CPU times: user 1e+03 ns, sys: 0 ns, total: 1e+03 ns
Wall time: 2.15 μs
Loading data from: ../data/Sentences_50Agree.txt ...
Loaded 4846 lines.
Skipped 0 lines without labels.


corpora.head(10)

## Textual Similarity 

In this task, we measure the semantic similarity between 15 randomly selected positive financial sentences. We use
the average of word vectors as a distributional semantics approach at the sentence level.

### Preprocess
Before computing sentence similarities, we apply some preprocessing steps to the entire dataset of 4846 sentences.
These included: lowercasing the text, expanding contractions (e.g., “can’t” → “can not”, “I’m” → “I am”). This ensured cleaner, more consistent input for vector generation.

In [11]:
def contraction_expansion(text: str):
    text = re.sub(r"won't", "will not", text)
    text = re.sub(r"can't", "can not", text)
    text = re.sub(r"n't", " not", text)
    text = re.sub(r"'re", " are", text)
    text = re.sub(r"'s", " is", text)
    text = re.sub(r"'d", " would", text)
    text = re.sub(r"'ll", " will", text)
    text = re.sub(r"'ve", " have", text)
    text = re.sub(r"'m", " am", text)
    return text


def clean_text(text: str) -> str:
    if not isinstance(text, str):
        return ""
    text = text.lower()
    text = contraction_expansion(text)
    text = re.sub(r"\s+", " ", text).strip()
    return text

In [12]:
corpora[text_col] = corpora[text_col].apply(clean_text)
corpora.head(1)

Unnamed: 0,news,sentiment
0,"according to gran , the company has no plans to move all production to russia , although that is where the company is growing .",neutral


### Select 15 random positive sentences

In [14]:
positive_corpora = corpora[corpora[sentiment_col] == "positive"]

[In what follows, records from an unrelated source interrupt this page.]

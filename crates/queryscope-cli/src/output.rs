//! Suggestion rendering: table and JSON output.

use anyhow::Result;
use is_terminal::IsTerminal;
use owo_colors::OwoColorize;
use queryscope_core::{QuerySuggestion, SuggestionKind};
use tabled::settings::Style;
use tabled::{Table, Tabled};

#[derive(Tabled)]
struct SuggestionRow {
    #[tabled(rename = "Suggestion")]
    text: String,
    #[tabled(rename = "Kind")]
    kind: String,
    #[tabled(rename = "Detail")]
    detail: String,
}

pub fn kind_label(kind: SuggestionKind) -> &'static str {
    match kind {
        SuggestionKind::Keyword => "keyword",
        SuggestionKind::Field => "field",
        SuggestionKind::Struct => "index",
        SuggestionKind::Function => "function",
        SuggestionKind::Operator => "operator",
        SuggestionKind::Value => "value",
    }
}

fn colored_kind(kind: SuggestionKind) -> String {
    let label = kind_label(kind);
    match kind {
        SuggestionKind::Keyword => label.green().to_string(),
        SuggestionKind::Field => label.cyan().to_string(),
        SuggestionKind::Struct => label.magenta().to_string(),
        SuggestionKind::Function => label.yellow().to_string(),
        SuggestionKind::Operator => label.blue().to_string(),
        SuggestionKind::Value => label.white().to_string(),
    }
}

/// Should table output use ANSI colors?
pub fn use_color() -> bool {
    std::io::stdout().is_terminal()
}

/// Renders suggestions as a human-readable table.
pub fn format_table(suggestions: &[QuerySuggestion], colorize: bool) -> String {
    if suggestions.is_empty() {
        return "no suggestions".to_string();
    }

    let rows: Vec<SuggestionRow> = suggestions
        .iter()
        .map(|suggestion| SuggestionRow {
            text: suggestion.text.clone(),
            kind: if colorize {
                colored_kind(suggestion.kind)
            } else {
                kind_label(suggestion.kind).to_string()
            },
            detail: suggestion.detail.clone().unwrap_or_default(),
        })
        .collect();

    let mut table = Table::new(rows);
    table.with(Style::sharp());
    table.to_string()
}

/// Renders suggestions as a JSON array.
pub fn format_json(suggestions: &[QuerySuggestion], compact: bool) -> Result<String> {
    let json = if compact {
        serde_json::to_string(suggestions)?
    } else {
        serde_json::to_string_pretty(suggestions)?
    };
    Ok(json)
}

# Randomly select 15 positive sentences
random.seed(42)
selected_positive_sentences = positive_corpora.sample(15, random_state=42)

selected_sentences = selected_positive_sentences[text_col].tolist()

In [15]:
selected_positive_sentences

Unnamed: 0,news,sentiment
567,"the new agreement , which expands a long-established cooperation between the companies , involves the transfer of certain engineering and documentation functions from larox to etteplan .",positive
1752,"( adp news ) - finnish handling systems provider cargotec oyj ( hel : cgcbv ) announced on friday it won orders worth eur 10 million ( usd 13.2 m ) to deliver linkspans to jordan , morocco and ire...",positive
995,the world is biggest magazine paper maker said the program to improve efficiency will include closing several of its least competitive mills and would cover all the company is operations resulting...,positive
601,"a january 11 , 2010 ephc board of directors has approved an increase in the quarterly dividend from $ 0.03 to $ 0.05 per share .",positive
568,with this appointment kaupthing bank aims to further co-ordinate capital markets activities within the group and to improve the overall service to clients .,positive
3129,"st. petersburg , oct 14 ( prime-tass ) -- finnish tire producer nokian tyres plans to invest about 50 million euros in the expansion of its tire plant in the city of vsevolozhsk in russia is lenin...",positive
760,"during the past decade it has gradually divested noncore assets and bought several sports equipment makers , including california-based fitness products international and sparks , nevada-based ate...",positive
463,"- beijing xfn-asia - hong kong-listed standard chartered bank said it has signed a china mobile phone dealer financing agreement with nokia , making it the first foreign bank to offer financing to...",positive
818,"according to schmardin , nordea will most likely try to win customers over from other pension fund providers .",positive
1949,this is a much better process than using virgin paper as it requires less transportation of wood pulp from places like finland and canada .,positive


###  Load Word Vectors

For converting the words into vectors, we use two different methods:
- **PMI (Pointwise Mutual Information):** We build custom word vectors using co-occurrence statistics from the
entire dataset (4846 sentences). A sliding window (sizes 2–5) is used to count how often words appear near
each other. The co-occurrence matrix is then transformed into a PMI matrix and each word is represented
by its PMI vector.
- **GloVe (Global Vectors for Word Representation):** We load pre-trained 50-dimensional word embeddings
from glove.6B.50d.txt. These vectors were trained on a large external corpus and capture general semantic
relationships between words.

For both approaches, we compute the sentence vector by averaging the word vectors present in that sentence.
Cosine similarity was is to measure how semantically close the sentence pairs are.

In [18]:
def load_word_vectors(method, tokenized_sentences=None, vocab=None, window_size=3):
    word_vectors = {}

    if method == "glove":
        with open("glove.6B.50d.txt", 'r', encoding='utf-8') as f:
            for line in f:
                parts = line.split()
                word = parts[0]
                vec = list(map(float, parts[1:]))
                word_vectors[word] = vec

    elif method == "pmi":
        if tokenized_sentences is None or vocab is None:
            print("PMI mode requires tokenized_sentences and vocab.")
            return {}

        word_to_idx = {word: i for i, word in enumerate(vocab)}
        co_occurrence = np.zeros((len(vocab), len(vocab)))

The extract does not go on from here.